Os riscos à saúde associados ao uso indiscriminado das canetas não são apenas teóricos. Especialistas alertam que a utilização sem acompanhamento médico pode causar náuseas intensas, vômitos persistentes, desidratação, alterações metabólicas e sobrecarga hepática, além de quadros mais graves. Matéria publicada pela CNN Brasil destaca casos de pancreatite associados ao uso desses medicamentos, condição que pode provocar dor abdominal intensa, febre, vômitos, necessidade de internação e, em situações mais severas, complicações potencialmente fatais.

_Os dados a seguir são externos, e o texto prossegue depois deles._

//! Bounded-concurrency session pool.

use std::collections::HashMap;
use std::sync::Arc;
use std::time::Duration;

use log::{debug, error, info, warn};
use tokio::sync::Semaphore;
use tokio::sync::mpsc::UnboundedSender;
use tokio::task::JoinSet;

use crate::channel::{PtyChannel, ShellChannel};
use crate::device::DeviceRecord;
use crate::driver::{FailureReason, QueueItem, SessionDriver, SessionOutcome};
use crate::transport::Connector;

/// Sessions allowed per available CPU when no limit is configured.
const SESSIONS_PER_CPU: usize = 25;

/// Default cap on simultaneously open sessions.
pub fn default_max_concurrent() -> usize {
    std::thread::available_parallelism()
        .map(|n| n.get())
        .unwrap_or(4)
        * SESSIONS_PER_CPU
}

/// Limits and timeouts for a pool run.
#[derive(Debug, Clone)]
pub struct PoolOptions {
    /// Maximum simultaneously open connections.
    pub max_concurrent: usize,

    /// Bound on opening one connection.
    pub connect_timeout: Duration,

    /// Bound on each prompt read inside a session.
    pub command_timeout: Duration,
}

impl Default for PoolOptions {
    fn default() -> Self {
        Self {
            max_concurrent: default_max_concurrent(),
            connect_timeout: Duration::from_secs(30),
            command_timeout: Duration::from_secs(60),
        }
    }
}

/// Runs one session per device under an admission limit.
#[derive(Debug)]
pub struct SessionPool<C> {
    connector: Arc<C>,
    options: PoolOptions,
}

impl<C: Connector> SessionPool<C> {
    pub fn new(connector: C, options: PoolOptions) -> Self {
        Self {
            connector: Arc::new(connector),
            options,
        }
    }

    pub fn options(&self) -> &PoolOptions {
        &self.options
    }

    /// Run every device and enqueue its outcome, then the end-of-stream
    /// marker.
    ///
    /// Exactly one outcome is enqueued per device, even when a session task
    /// panics. Returns the number of outcomes enqueued.
    pub async fn run(&self, devices: Vec<Arc<DeviceRecord>>, tx: UnboundedSender<QueueItem>) -> usize {
        let limiter = Arc::new(Semaphore::new(self.options.max_concurrent.max(1)));
        let mut tasks = JoinSet::new();
        let mut in_flight = HashMap::with_capacity(devices.len());

        info!(
            "starting {} sessions, at most {} at a time",
            devices.len(),
            self.options.max_concurrent.max(1)
        );

        for device in devices {
            let handle = tasks.spawn(run_session(
                self.connector.clone(),
                limiter.clone(),
                device.clone(),
                self.options.clone(),
                tx.clone(),
            ));
            in_flight.insert(handle.id(), device);
        }

        let mut enqueued = 0;
        while let Some(joined) = tasks.join_next_with_id().await {
            match joined {
                Ok((id, ())) => {
                    in_flight.remove(&id);
                    enqueued += 1;
                }
                Err(err) => {
                    let Some(device) = in_flight.remove(&err.id()) else {
                        continue;
                    };
                    error!("{}: session task aborted: {}", device.address, err);
                    let outcome = SessionOutcome::failure(
                        device,
                        FailureReason::Command(format!("session aborted: {err}")),
                    );
                    if tx.send(QueueItem::Outcome(outcome)).is_ok() {
                        enqueued += 1;
                    }
                }
            }
        }

        if tx.send(QueueItem::EndOfStream).is_err() {
            warn!("outcome queue closed before end of stream");
        }
        debug!("all {} sessions finished", enqueued);
        enqueued
    }
}

async fn run_session<C: Connector>(
    connector: Arc<C>,
    limiter: Arc<Semaphore>,
    device: Arc<DeviceRecord>,
    options: PoolOptions,
    tx: UnboundedSender<QueueItem>,
) {
    let outcome = match limiter.acquire_owned().await {
        Ok(permit) => {
            let outcome = open_and_drive(connector.as_ref(), device, &options).await;
            drop(permit);
            outcome
        }
        Err(_) => SessionOutcome::failure(
            device,
            FailureReason::Connection("admission limiter closed".into()),
        ),
    };

    if tx.send(QueueItem::Outcome(outcome)).is_err() {
        warn!("outcome queue closed, dropping outcome");
    }
}

async fn open_and_drive<C: Connector>(
    connector: &C,
    device: Arc<DeviceRecord>,
    options: &PoolOptions,
) -> SessionOutcome {
    debug!("{}: connecting on port {}", device.address, device.port);

    let shell = match tokio::time::timeout(options.connect_timeout, connector.connect(&device)).await {
        Ok(Ok(shell)) => shell,
        Ok(Err(e)) => {
            warn!("{}: {}", device.address, e);
            return SessionOutcome::failure(device, e.into());
        }
        Err(_) => {
            warn!(
                "{}: no connection within {:?}",
                device.address, options.connect_timeout
            );
            return SessionOutcome::failure(device, FailureReason::ConnectionTimeout);
        }
    };

    let mut channel = PtyChannel::new(shell, options.command_timeout);
    let outcome = SessionDriver::new(device.clone()).run(&mut channel).await;

    if let Err(e) = channel.into_inner().close().await {
        debug!("{}: close failed: {}", device.address, e);
    }
    outcome
}
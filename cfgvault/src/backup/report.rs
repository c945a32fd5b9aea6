//! Per-device results and the run summary.

use std::fmt;

use crate::driver::FailureReason;
use crate::inventory::Rejection;

/// What happened to one device.
#[derive(Debug, Clone, PartialEq, Eq)]
pub enum DeviceStatus {
    /// Configuration written; `committed` is false when nothing changed.
    BackedUp { committed: bool },

    Failed(FailureReason),
}

/// Result for one attempted device.
#[derive(Debug, Clone, PartialEq, Eq)]
pub struct DeviceReport {
    pub address: String,
    pub name: Option<String>,
    pub status: DeviceStatus,
}

impl DeviceReport {
    pub fn is_success(&self) -> bool {
        matches!(self.status, DeviceStatus::BackedUp { .. })
    }
}

/// Summary of one backup run.
#[derive(Debug, Clone, Default)]
pub struct RunSummary {
    /// One report per attempted device, in completion order.
    pub reports: Vec<DeviceReport>,

    /// Devices rejected before any connection attempt.
    pub rejected: Vec<Rejection>,
}

impl RunSummary {
    pub fn attempted(&self) -> usize {
        self.reports.len()
    }

    pub fn succeeded(&self) -> usize {
        self.reports.iter().filter(|r| r.is_success()).count()
    }

    pub fn failed(&self) -> usize {
        self.attempted() - self.succeeded()
    }

    /// Committed artifacts, i.e. devices whose configuration changed.
    pub fn committed(&self) -> usize {
        self.reports
            .iter()
            .filter(|r| matches!(r.status, DeviceStatus::BackedUp { committed: true }))
            .count()
    }

    /// Overall success: at least one device backed up.
    pub fn is_success(&self) -> bool {
        self.succeeded() > 0
    }

    /// Failed device reports.
    pub fn failures(&self) -> impl Iterator<Item = (&DeviceReport, &FailureReason)> {
        self.reports.iter().filter_map(|r| match &r.status {
            DeviceStatus::Failed(reason) => Some((r, reason)),
            DeviceStatus::BackedUp { .. } => None,
        })
    }
}

impl fmt::Display for RunSummary {
    fn fmt(&self, f: &mut fmt::Formatter<'_>) -> fmt::Result {
        writeln!(
            f,
            "attempted: {}, succeeded: {} ({} changed), failed: {}, rejected: {}",
            self.attempted(),
            self.succeeded(),
            self.committed(),
            self.failed(),
            self.rejected.len()
        )?;
        for (report, reason) in self.failures() {
            writeln!(f, "  failed   {}: {}", report.address, reason)?;
        }
        for rejection in &self.rejected {
            writeln!(f, "  rejected {}: {}", rejection.address, rejection.reason)?;
        }
        Ok(())
    }
}
//! SSH transport implementation using russh.

use std::path::PathBuf;
use std::sync::{Arc, Mutex};

use bytes::Bytes;
use log::{debug, warn};
use russh::client::{self, Handle, Msg};
use russh::keys::{PrivateKeyWithHashAlg, PublicKey, load_secret_key};
use russh::{Channel, ChannelMsg};
use secrecy::ExposeSecret;

use super::config::{HostKeyVerification, SshConfig};
use crate::channel::ShellChannel;
use crate::device::Credentials;
use crate::error::{ChannelError, TransportError};

/// An authenticated SSH connection to one device.
pub struct SshTransport {
    /// The russh session handle.
    session: Handle<SshHandler>,

    /// Configuration used for this connection.
    config: SshConfig,
}

impl SshTransport {
    /// Connect to the SSH server and authenticate.
    ///
    /// The whole exchange (TCP connect, key exchange, authentication) is
    /// bounded by `config.connect_timeout`.
    pub async fn connect(
        config: SshConfig,
        credentials: &Credentials,
    ) -> Result<Self, TransportError> {
        let timeout = config.connect_timeout;
        tokio::time::timeout(timeout, Self::establish(config, credentials))
            .await
            .map_err(|_| TransportError::Timeout(timeout))?
    }

    async fn establish(
        config: SshConfig,
        credentials: &Credentials,
    ) -> Result<Self, TransportError> {
        let ssh_config = Arc::new(client::Config {
            inactivity_timeout: Some(config.connect_timeout),
            ..Default::default()
        });

        let host_key_error: Arc<Mutex<Option<TransportError>>> = Arc::new(Mutex::new(None));

        let handler = SshHandler {
            host: config.host.clone(),
            port: config.port,
            host_key_verification: config.host_key_verification,
            known_hosts_path: config.known_hosts_path.clone(),
            host_key_error: host_key_error.clone(),
        };

        debug!("{}: connecting to {}", config.host, config.socket_addr());
        let mut session = client::connect(ssh_config, (config.host.as_str(), config.port), handler)
            .await
            .map_err(|e| {
                // check_server_key may have stored a more precise reason
                // than the generic russh::Error::UnknownKey
                let stored = host_key_error.lock().ok().and_then(|mut slot| slot.take());
                match (stored, e) {
                    (Some(hk_err), _) => hk_err,
                    (None, russh::Error::IO(source)) => TransportError::ConnectionFailed {
                        host: config.host.clone(),
                        port: config.port,
                        source,
                    },
                    (None, e) => TransportError::Ssh(e),
                }
            })?;

        Self::authenticate(&mut session, &config, credentials).await?;
        debug!("{}: authenticated as {}", config.host, config.username);

        Ok(Self { session, config })
    }

    /// Open an interactive shell with a PTY on this connection.
    ///
    /// The returned shell owns the connection; closing it disconnects.
    pub async fn open_shell(self) -> Result<SshShell, ChannelError> {
        let channel = self
            .session
            .channel_open_session()
            .await
            .map_err(|e| ChannelError::ShellOpenFailed(e.to_string()))?;

        channel
            .request_pty(
                true,
                "xterm",
                self.config.terminal_width,
                self.config.terminal_height,
                0,
                0,
                &[],
            )
            .await
            .map_err(|e| ChannelError::ShellOpenFailed(e.to_string()))?;

        channel
            .request_shell(true)
            .await
            .map_err(|e| ChannelError::ShellOpenFailed(e.to_string()))?;

        Ok(SshShell {
            channel,
            session: self.session,
        })
    }

    /// Authenticate with the server.
    async fn authenticate(
        session: &mut Handle<SshHandler>,
        config: &SshConfig,
        credentials: &Credentials,
    ) -> Result<(), TransportError> {
        let success = match credentials {
            Credentials::Password(password) => session
                .authenticate_password(&config.username, password.expose_secret())
                .await?
                .success(),
            Credentials::PrivateKey { path, passphrase } => {
                let key = load_secret_key(path, passphrase.as_ref().map(|p| p.expose_secret()))
                    .map_err(|e| TransportError::Key(format!("{}: {}", path.display(), e)))?;

                // Get the best RSA hash algorithm supported by the server
                let hash_alg = session.best_supported_rsa_hash().await?.flatten();

                session
                    .authenticate_publickey(
                        &config.username,
                        PrivateKeyWithHashAlg::new(Arc::new(key), hash_alg),
                    )
                    .await?
                    .success()
            }
        };

        if !success {
            return Err(TransportError::AuthenticationFailed {
                user: config.username.clone(),
            });
        }

        Ok(())
    }
}

/// Interactive shell over an SSH session channel.
pub struct SshShell {
    channel: Channel<Msg>,
    session: Handle<SshHandler>,
}

impl ShellChannel for SshShell {
    async fn write(&mut self, data: &[u8]) -> Result<(), ChannelError> {
        self.channel.data(data).await.map_err(ChannelError::Ssh)
    }

    async fn read_chunk(&mut self) -> Result<Option<Bytes>, ChannelError> {
        loop {
            match self.channel.wait().await {
                Some(ChannelMsg::Data { data }) => return Ok(Some(Bytes::copy_from_slice(&data))),
                Some(ChannelMsg::ExtendedData { data, .. }) => {
                    return Ok(Some(Bytes::copy_from_slice(&data)));
                }
                Some(ChannelMsg::Eof) | Some(ChannelMsg::Close) | None => return Ok(None),
                Some(_) => continue,
            }
        }
    }

    async fn close(self) -> Result<(), ChannelError> {
        // The peer may already have hung up; that still counts as closed.
        let _ = self.channel.eof().await;
        self.session
            .disconnect(russh::Disconnect::ByApplication, "", "en")
            .await
            .map_err(ChannelError::Ssh)
    }
}

/// SSH client handler for russh.
struct SshHandler {
    host: String,
    port: u16,
    host_key_verification: HostKeyVerification,
    known_hosts_path: Option<PathBuf>,
    /// Detailed host-key error surfaced by connect() instead of the
    /// generic russh::Error::UnknownKey.
    host_key_error: Arc<Mutex<Option<TransportError>>>,
}

impl SshHandler {
    /// Check the host key against known_hosts.
    ///
    /// Returns `Ok(true)` if matched, `Ok(false)` if host not found,
    /// `Err(TransportError::HostKeyChanged)` if key changed.
    fn check_known_hosts(&self, pubkey: &PublicKey) -> Result<bool, TransportError> {
        let result = if let Some(ref path) = self.known_hosts_path {
            russh::keys::check_known_hosts_path(&self.host, self.port, pubkey, path)
        } else {
            russh::keys::check_known_hosts(&self.host, self.port, pubkey)
        };

        match result {
            Ok(matched) => Ok(matched),
            Err(russh::keys::Error::KeyChanged { line }) => Err(TransportError::HostKeyChanged {
                host: self.host.clone(),
                port: self.port,
                line,
            }),
            Err(e) => Err(TransportError::KnownHosts(e.to_string())),
        }
    }

    /// Save a new host key to known_hosts.
    fn learn_host_key(&self, pubkey: &PublicKey) -> Result<(), TransportError> {
        let result = if let Some(ref path) = self.known_hosts_path {
            russh::keys::known_hosts::learn_known_hosts_path(&self.host, self.port, pubkey, path)
        } else {
            russh::keys::known_hosts::learn_known_hosts(&self.host, self.port, pubkey)
        };

        result.map_err(|e| TransportError::KnownHosts(e.to_string()))
    }

    /// Record why the key was rejected and reject it.
    fn reject(&self, error: TransportError) -> bool {
        if let Ok(mut slot) = self.host_key_error.lock() {
            *slot = Some(error);
        }
        false
    }
}

impl client::Handler for SshHandler {
    type Error = russh::Error;

    async fn check_server_key(
        &mut self,
        server_public_key: &PublicKey,
    ) -> Result<bool, Self::Error> {
        let accepted = match self.host_key_verification {
            HostKeyVerification::Disabled => true,

            HostKeyVerification::AcceptNew => match self.check_known_hosts(server_public_key) {
                Ok(true) => true,
                Ok(false) => {
                    if let Err(e) = self.learn_host_key(server_public_key) {
                        warn!("{}: failed to save host key: {}", self.host, e);
                    }
                    true
                }
                Err(e) => self.reject(e),
            },

            HostKeyVerification::Strict => match self.check_known_hosts(server_public_key) {
                Ok(true) => true,
                Ok(false) => self.reject(TransportError::HostKeyUnknown {
                    host: self.host.clone(),
                    port: self.port,
                }),
                Err(e) => self.reject(e),
            },
        };

        Ok(accepted)
    }
}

“O consumidor precisa entender que medicamento não é um produto comum. O uso sem prescrição e sem acompanhamento médico pode trazer consequências graves e até irreversíveis”, reforça Paulo Gomes.
Além dos efeitos colaterais já conhecidos, produtos falsificados ou manipulados ilegalmente apresentam um risco adicional: dosagens incorretas, contaminação e ausência total de controle farmacológico. Autoridades de saúde alertam que medicamentos adquiridos fora da rede regular podem conter substâncias diferentes das informadas no rótulo, ou até compostos desconhecidos, aumentando de forma significativa o perigo para quem faz uso desses produtos.
Embora o mercado legal de canetas emagrecedoras movimente bilhões de reais por ano, estimativas indicam que o mercado clandestino já movimenta centenas de milhões de reais no Brasil, operando à margem da fiscalização e explorando consumidores atraídos por preços mais baixos e promessas de emagrecimento rápido. O cenário amplia o desafio das autoridades e reforça a necessidade de ações integradas de fiscalização e informação.
“Precisamos agir com firmeza para combater o comércio ilegal e, ao mesmo tempo, investir em informação. A prevenção começa pela orientação clara ao consumidor”, conclui o deputado.
Diante desse contexto, órgãos como Anvisa, Procon e Ministério da Saúde reforçam que as canetas emagrecedoras devem ser utilizadas exclusivamente com prescrição médica e adquiridas em farmácias e estabelecimentos regularizados, com registro sanitário válido. A orientação ao consumidor é clara: desconfiar de ofertas em redes sociais, evitar compras por canais informais e denunciar a venda irregular. O avanço dessas terapias no Brasil evidencia um paradoxo: enquanto representam inovação e movimentam bilhões, também expõem fragilidades no controle e na informação, transformando o uso indiscriminado em um potencial problema de saúde pública.